La France ne peut avoir d’autre désir que de voir la route des Indes et de la Chine occupée par un peuple prêt à la suivre jusqu’à la mort ». Après la Première Guerre Mondiale et les accords Sykes-Picot, les mêmes promesses seront adressées à l’Angleterre. Et depuis 1945 elles jouissent, comme on sait, de l’oreille très attentive du gouvernement américain. De la Basse Egypte au Sud-Liban... Il suffit d’un regard sur les cartes successives du Moyen-Orient, depuis la fondation d’Israël, pour observer avec quelle régularité systématique le plan de Theodor Herzl a été poursuivi. De la Galilée et de la bande côtière de Jaffa, les territoires proposés par le premier plan de partage de Bernadotte en 1948, Israël s’est progressivement étendu vers Jerusalem, la Mer Morte, le Neguev, le plateau du Golan au sud de la Syrie ; aujourd’hui elle phagocyte petit à petit la Cisjordanie et Gaza ; elle convoite même le Sud-Liban.

Israël est au Moyen Orient ce que l’Afrique du Sud de l’apartheid fut, jadis, à l’Afrique australe : une colonie euro-américaine, imposant aux populations autochtones une domination à caractère raciste, et dont l’existence serait impossible sans l’aide matérielle d’une puissance impérialiste « en échange de services rendus ». Souvenons nous d’ailleurs qu’Israël s’est vu condamner à plusieurs reprises par les Nations Unies en raison de sa collaboration militaire et nucléaire avec le régime sud-africain. Qui se ressemble s’assemble...

Quand un gouvernement juge que la vie d’un soldat est plus importante que celle de dizaines d’enfants et de civils, au seul prétexte que ce soldat est juif alors que les civils et les enfants sont musulmans, chrétiens ou sans religion, alors l’Etat que représente ce gouvernement est un Etat raciste. Quand des forces armées, dans les territoires qu’elles occupent illégitimement, interdisent aux civils de se déplacer, de puiser l’eau aux puits et aux sources, de labourer leurs champs, de visiter leur famille, de se rendre à l’école ou à leur travail, de circuler d’un village à l’autre, d’amener un enfant malade chez le médecin, tout cela pour l’unique motif que ces civils ne sont pas de confession juive ou de nationalité israélienne, alors cette armée est celle d’un Etat raciste et colonialiste.
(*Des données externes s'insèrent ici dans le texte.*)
//! International labels for NUM identifiers.
//!
//! Identifiers may contain Unicode labels. Before they can become part of a
//! DNS name they are converted into A-labels by IDNA ToASCII: the label is
//! mapped as described in [UTS #46], which folds case and applies
//! compatibility normalization, and then Punycode encoded with the ACE
//! prefix `xn--`.
//!
//! Labels made only of ASCII characters are left alone.
//!
//! [UTS #46]: https://www.unicode.org/reports/tr46/

use std::fmt;

//------------ to_ascii ------------------------------------------------------

/// Converts a single label into its ASCII form.
///
/// Labels made only of ASCII characters are returned unchanged. All other
/// labels are mapped and turned into an A-label. Mapping may produce a
/// full stop, in which case the result is more than one label.
pub fn to_ascii(label: &str) -> Result<String, EncodeError> {
    if label.is_ascii() {
        return Ok(label.into());
    }
    idna::domain_to_ascii(label).map_err(|_| EncodeError)
}

/// Converts each dot separated label of a name into its ASCII form.
pub fn name_to_ascii(name: &str) -> Result<String, EncodeError> {
    let labels = name
        .split('.')
        .map(to_ascii)
        .collect::<Result<Vec<_>, _>>()?;
    Ok(labels.join("."))
}

//------------ EncodeError ---------------------------------------------------

/// A label could not be converted into an A-label.
#[derive(Clone, Copy, Debug, Eq, PartialEq)]
pub struct EncodeError;

impl fmt::Display for EncodeError {
    fn fmt(&self, f: &mut fmt::Formatter<'_>) -> fmt::Result {
        f.write_str("invalid international label")
    }
}

impl std::error::Error for EncodeError {}

//============ Tests =========================================================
Dire cela aujourd’hui, en Europe, oser contester les fondements du projet sioniste, c’est risquer de se voir attaquer comme antisémite, voire comme négationiste. Il est temps que cesse cette hypocrisie. La Shoah ne peut justifier les souffrances des Palestiniens et des Libanais. De quel droit les dirigeants israéliens, nés pour la plupart après 1945, parlent-ils au nom des victimes du nazisme ? De quel droit prétendent-ils s’approprier la mémoire exclusive d’un crime perpétré contre toute l’humanité ? Oser invoquer l’Holocauste pour justifier son propre racisme est une insulte, non un hommage au martyr juif.

On s’est offusqué d’entendre le président iranien dire qu’il fallait « rayer Israël de la carte ». C’est pourtant bien l’unique solution. Il faudra d’ailleurs, pareillement, rayer de la carte les prétendus « territoires palestiniens », ces nouveaux bantoustans. Gommons de la carte du Moyen orient la frontière honteuse entre Juifs et Arabes. La politique de « deux peuples, deux Etats », la politique du partage de la Palestine sur une base religieuse et ethnique, est une politique d’apartheid qui n’apportera jamais la paix. Revenons en à ce qui fut toujours, jusqu’à Oslo, le projet de l’OLP, mais aussi celui d’un grand nombre de juifs comme, derechef, le grand physicien et humaniste Albert Einstein : « Il serait, à mon avis, plus raisonnable d’arriver à un accord avec les Arabes sur la base d’une vie commune pacifique que de créer un État juif ».